Having enrolled in a whopping 19 courses and completed 12 so far,
Student of the Month Charles Daly knows a thing or two about the O’Reilly School of Technology. Read on to get a feel of what it’s like to be an OST student:
Charles: Before answering your questions, please let me tell you how very grateful I am for all you did for me! I’ve been an engineer since 1988 and got a PhD in imaging science in 1998 (Google Charles J. Daly AND scalar diffraction — that’s me). Since then, I’ve bandied the term “database”around quite a bit, but, as your classes taught me, I had no idea what I was talking about. YOU taught me what databases are and how powerful they are. Now, I can actually talk about OLTP and OLAP with confidence. Before my DBA cert, I was one of those people who called an Excel spreadsheet a database!
Anyway, thanks for everything!
OST: How have the skills you learned at OST been instrumental in your career?
Charles: The skills OST taught me have made me one of the “go-to” IT employees in my current shop, and my new OST skills have made me competitive for positions I would have never thought of applying for. The OST classes have also enriched my personal life by allowing me to do things on my home computer that I never dreamed of doing.
OST: What did you like about the overall OST learning methodology (learning by doing, mentor/student interaction)?
Charles: Wow, there are so many things to like! Well-designed course content.

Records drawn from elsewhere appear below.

//! 仿射变换矩阵构造
//!
//! 四种变换原语，均为无状态纯函数：
//! - `displacement`: 平移（源点到目标点）
//! - `rotation`: 绕过基点的轴旋转（右手定则）
//! - `scaling`: 以基点为中心的均匀缩放
//! - `mirroring`: 以两点确定的无限直线为轴的镜像
//!
//! 所有更高层的移动/复制/旋转/缩放/镜像操作都由这四个矩阵组合而成。

use crate::math::{Matrix4, Point3, Vector3, EPSILON};
use nalgebra::{Matrix3, Rotation3, Unit};

/// 构造从 `source` 平移到 `target` 的矩阵
///
/// `displacement(a, b) * displacement(b, a)` 恒为单位矩阵。
pub fn displacement(source: Point3, target: Point3) -> Matrix4 {
    Matrix4::new_translation(&(target - source))
}

/// 构造绕过 `pivot` 的 `axis` 轴旋转 `angle` 弧度的矩阵
///
/// 正角度为右手定则方向；`angle = 0` 精确返回单位矩阵。
/// `axis` 不能为零向量（前置条件）。
pub fn rotation(angle: f64, axis: Vector3, pivot: Point3) -> Matrix4 {
    assert!(axis.norm() > EPSILON, "rotation axis must be non-zero");
    let linear = Rotation3::from_axis_angle(&Unit::new_normalize(axis), angle).to_homogeneous();
    about_pivot(linear, pivot)
}

/// 构造以 `pivot` 为中心、比例为 `factor` 的均匀缩放矩阵
///
/// `factor = 1` 返回单位矩阵；负比例等价于点反演复合 `|factor|` 倍缩放。
/// `factor` 不能为零（前置条件）。
pub fn scaling(factor: f64, pivot: Point3) -> Matrix4 {
    assert!(factor.abs() > EPSILON, "scale factor must be non-zero");
    about_pivot(Matrix4::new_scaling(factor), pivot)
}

/// 构造以过 `p1`、`p2` 的无限直线为轴的镜像矩阵
///
/// 等价于绕该直线旋转180度；对任意点施加两次恒等于原点（对合性）。
/// 两点不能重合（前置条件）。
pub fn mirroring(p1: Point3, p2: Point3) -> Matrix4 {
    let dir = p2 - p1;
    assert!(dir.norm() > EPSILON, "mirror line points must be distinct");
    let d = dir.normalize();

    // 直线方向的反射：L = 2*d*d^T - I
    let linear = (d * d.transpose() * 2.0 - Matrix3::identity()).to_homogeneous();
    about_pivot(linear, p1)
}

/// 将线性变换移到以 `pivot` 为基点：T(p) * L * T(-p)
fn about_pivot(linear: Matrix4, pivot: Point3) -> Matrix4 {
    Matrix4::new_translation(&pivot.coords) * linear * Matrix4::new_translation(&-pivot.coords)
}
//! 线型操作
//!
//! 除查找即建外，还支持从内置线型库按名装载标准线型
//! （对应原生从线型定义文件装载的能力）。

use crate::catalog::LineTypeRecord;
use crate::document::Document;
use crate::error::{DbError, DbResult};
use crate::handle::Handle;

/// 内置线型库（名称与划线/间隔序列）
const STANDARD_LINE_TYPES: &[(&str, &[f64])] = &[
    ("Continuous", &[]),
    ("Dashed", &[0.5, -0.25]),
    ("Hidden", &[0.25, -0.125]),
    ("Center", &[1.25, -0.25, 0.25, -0.25]),
    ("Dot", &[0.0, -0.25]),
    ("DashDot", &[0.5, -0.25, 0.0, -0.25]),
];

impl Document {
    /// 创建新线型（无图案的实线）
    ///
    /// 已存在同名线型时直接返回其句柄。
    pub fn add_line_type(&mut self, name: &str) -> Handle {
        self.line_types
            .get_or_create(name, &mut self.allocator, |n| LineTypeRecord::new(n))
    }

    /// 从内置线型库装载指定线型
    ///
    /// 线型已存在时直接返回其句柄；库中没有的名称报错。
    pub fn load_line_type(&mut self, name: &str) -> DbResult<Handle> {
        if let Some(h) = self.line_types.try_get_handle(name) {
            return Ok(h);
        }
        let pattern = STANDARD_LINE_TYPES
            .iter()
            .find(|(n, _)| *n == name)
            .map(|(_, p)| p.to_vec())
            .ok_or_else(|| DbError::InvalidState(format!("unknown standard line type '{name}'")))?;

        Ok(self.line_types.get_or_create(name, &mut self.allocator, |n| {
            LineTypeRecord::with_pattern(n, pattern)
        }))
    }

    /// 只读查找线型句柄
    pub fn try_get_line_type(&self, name: &str) -> Option<Handle> {
        self.line_types.try_get_handle(name)
    }

    /// 设置当前线型
    ///
    /// 线型不存在时返回 false。
    pub fn set_current_line_type(&mut self, name: &str) -> bool {
        let Some(h) = self.line_types.try_get_handle(name) else {
            return false;
        };
        self.current_line_type = h;
        true
    }

    /// 当前线型句柄
    pub fn current_line_type(&self) -> Handle {
        self.current_line_type
    }

    /// 所有线型记录的快照（创建顺序）
    pub fn line_types(&self) -> Vec<LineTypeRecord> {
        self.line_types.list_all()
    }

    /// 按句柄取线型记录
    pub fn line_type_record(&self, h: Handle) -> Option<&LineTypeRecord> {
        self.line_types.record(h)
    }

    /// 删除指定名称的线型
    ///
    /// 受保护线型、不存在的线型、当前线型或仍被存活实体引用的
    /// 线型无法删除。
    pub fn delete_line_type(&mut self, name: &str) -> bool {
        let referenced = self
            .objects
            .values()
            .any(|s| !s.erased && s.entity.properties.line_type == name);
        let active = self.current_line_type;
        self.line_types.delete(name, active, |_| referenced)
    }
}

#[cfg(test)]
mod tests {
    use super::*;

    #[test]
    fn test_document_seeds_default_line_types() {
        let doc = Document::new();
        let names: Vec<_> = doc.line_types().into_iter().map(|r| r.name).collect();
        assert_eq!(names, ["ByLayer", "ByBlock", "Continuous"]);
    }

    #[test]
    fn test_load_standard_line_type() {
        let mut doc = Document::new();
        let h = doc.load_line_type("Dashed").unwrap();
        assert_eq!(doc.line_type_record(h).unwrap().pattern, vec![0.5, -0.25]);
        // 再次装载返回同一句柄
        assert_eq!(doc.load_line_type("Dashed").unwrap(), h);
        // 未知线型
        assert!(doc.load_line_type("NoSuch").is_err());
    }

    #[test]
    fn test_set_current_line_type() {
        let mut doc = Document::new();
        doc.add_line_type("Phantom");
        assert!(doc.set_current_line_type("Phantom"));
        assert!(!doc.set_current_line_type("missing"));
        assert_eq!(
            doc.current_line_type(),
            doc.try_get_line_type("Phantom").unwrap()
        );
    }

    #[test]
    fn test_delete_line_type_rules() {
        let mut doc = Document::new();
        doc.add_line_type("Phantom");
        // 受保护线型
        assert!(!doc.delete_line_type("Continuous"));
        // 普通线型可删
        assert!(doc.delete_line_type("Phantom"));
        assert!(doc.try_get_line_type("Phantom").is_none());
    }
}
//! 实体视觉属性
//!
//! 颜色、线型与图层均以名称引用符号表记录，
//! 解析由图形数据库负责。

use serde::{Deserialize, Serialize};

/// 颜色（ACI颜色索引）
#[derive(Debug, Clone, Copy, PartialEq, Eq, Serialize, Deserialize, Default)]
pub enum Color {
    /// 随层（默认）
    #[default]
    ByLayer,
    /// 随块
    ByBlock,
    /// 颜色索引（1-255）
    Index(i16),
}

/// 实体属性
#[derive(Debug, Clone, PartialEq, Serialize, Deserialize)]
pub struct Properties {
    /// 所在图层名
    pub layer: String,
    /// 线型名
    pub line_type: String,
    /// 颜色
    pub color: Color,
}

impl Default for Properties {
    fn default() -> Self {
        Self {
            layer: "0".to_string(),
            line_type: "ByLayer".to_string(),
            color: Color::ByLayer,
        }
    }
}

impl Properties {
    /// 指定图层的属性
    pub fn on_layer(layer: impl Into<String>) -> Self {
        Self {
            layer: layer.into(),
            ..Self::default()
        }
    }
}
use std::time::Duration;

use serde::Serialize;
use thiserror::Error;

/// Camera subsystem errors.
#[derive(Debug, Clone, Error)]
pub enum CameraError {
    #[error("no frame-grabber devices present, please connect one")]
    NoDevices,

    #[error("device not found: {0}")]
    DeviceNotFound(String),

    #[error("no frame retrieved within {0:?}")]
    AcquisitionTimeout(Duration),

    #[error("acquisition failed: {0}")]
    Acquisition(String),

    #[error("SDK call failed: {0}")]
    Sdk(String),

    #[error("invalid configuration: {0}")]
    Config(String),
}

/// Fieldless discriminant of [`CameraError`], for branching on the failure
/// kind without matching on messages.
#[derive(Debug, Clone, Copy, PartialEq, Eq, Hash, Serialize)]
#[serde(rename_all = "snake_case")]
pub enum ErrorKind {
    NoDevices,
    DeviceNotFound,
    AcquisitionTimeout,
    Acquisition,
    Sdk,
    Config,
}

impl CameraError {
    pub fn kind(&self) -> ErrorKind {
        match self {
            Self::NoDevices => ErrorKind::NoDevices,
            Self::DeviceNotFound(_) => ErrorKind::DeviceNotFound,
            Self::AcquisitionTimeout(_) => ErrorKind::AcquisitionTimeout,
            Self::Acquisition(_) => ErrorKind::Acquisition,
            Self::Sdk(_) => ErrorKind::Sdk,
            Self::Config(_) => ErrorKind::Config,
        }
    }
}

/// Convenience Result alias.
pub type Result<T> = std::result::Result<T, CameraError>;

Challenging assignments. Caring, patient, and knowledgeable mentors.
Courteous and responsive staff. Reasonable tuition rates. Cool eBooks. Convenient hands-on-training available anywhere, anytime. I even caught up on a lot of my OST coursework and corresponded with my OST mentors while on a two-week vacation in South Korea! Finally, the OST faculty, staff, and students form an active and vibrant community as evidenced by OST’s website, which is constantly being updated with relevant material. Once I signed up for online language training [at a different school], and the website is a virtual e-ghost town.
OST: What did you like about the OST tools (CodeRunner, Sandbox)?
Charles: OST’s Sandbox is an intuitive delight. It’s so easy yet so powerful, and you can’t break it! I’m going to keep signing up for courses just to keep my Sandbox account active! Also, support for CodeRunner and Sandbox is person-to-person and top notch!
OST: Suggestions for improvement?
Charles:
- Tie eBooks to course content by assigning either suggested eBook readings or assignments from the eBooks. OST takes the trouble to select the books and give them to the students, but we do very little with them.
OST: Good point. We historically thought of the e-books as complimentary references for after the course is done, but some courses (ie. PHP/SQL 2, etc.) have successfully included portions of the e-book to compliment the coursework. We’ll keep that in mind when working with authors in the future.
- Ensure lesson content and lesson assignments are commensurate. There are few courses — particularly in the Perl series — where I feel the the lesson assignments are much harder or not very well connected to the lesson materials. This comment does not apply to the DBA series or Client-side web programming certificate. Both are outstanding!
OST: Thanks for letting us know. Perl is one of our newest Certificate series, so we’re always trying to improve the assignments and lessons over time. We’ll work on that ASAP.
- Make most lesson code non-copy-able. Put code in jpgs to force lazy students, like myself, to have to write the code. I have to confess, I copy and paste live-text code too much.
OST: Doh! Well, we certainly have to agree with that. While typing out the example isn’t the whole enchilada when it comes to learning the concepts, it does provide the practice of creating code on your own that helps to solidify the concept in your brain. We’ll look into fixing that (much to the chagrin of lazy OST students everywhere).